▶ **Try it**:
Go through the entries below and tally the lines containing the string "TimeRange"; report only the tally.

(Saved data entries)
──────────────────────────────
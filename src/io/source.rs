//! Abstract host data-cube capability.
//!
//! The loader never talks to a concrete catalogue; it queries anything
//! implementing [`CubeSource`] and works with the labeled arrays that come
//! back. Implementations live outside this crate (an indexed datacube, a
//! file-backed test source, ...).

use chrono::{DateTime, Utc};

use crate::cube::Band;
use crate::types::{CubeResult, FlagCube, TimeRange};

/// One spatio-temporal window request against a product
#[derive(Debug, Clone)]
pub struct CubeQuery {
    pub product: String,
    pub time: TimeRange,
    /// Minimum and maximum longitude, degrees
    pub lon: (f64, f64),
    /// Minimum and maximum latitude, degrees
    pub lat: (f64, f64),
    /// Measurement bands to fetch, quality band included
    pub measurements: Vec<String>,
}

/// Raw response for one product: measurement bands in request order plus
/// the family quality band, all over shared coordinate axes
#[derive(Debug, Clone)]
pub struct RawProduct {
    pub times: Vec<DateTime<Utc>>,
    pub latitudes: Vec<f64>,
    pub longitudes: Vec<f64>,
    pub bands: Vec<Band>,
    pub quality: Option<QualityBand>,
}

/// The per-pixel quality flags accompanying a raw product
#[derive(Debug, Clone)]
pub struct QualityBand {
    pub name: String,
    pub codes: FlagCube,
}

/// Synchronous, opaque access to a raster product catalogue.
///
/// `Ok(None)` means the product holds no data over the requested window;
/// the loader skips it and carries on. Errors abort the whole load.
pub trait CubeSource {
    fn load(&self, query: &CubeQuery) -> CubeResult<Option<RawProduct>>;
}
──────────────────────────────
▶ **Task output**:
2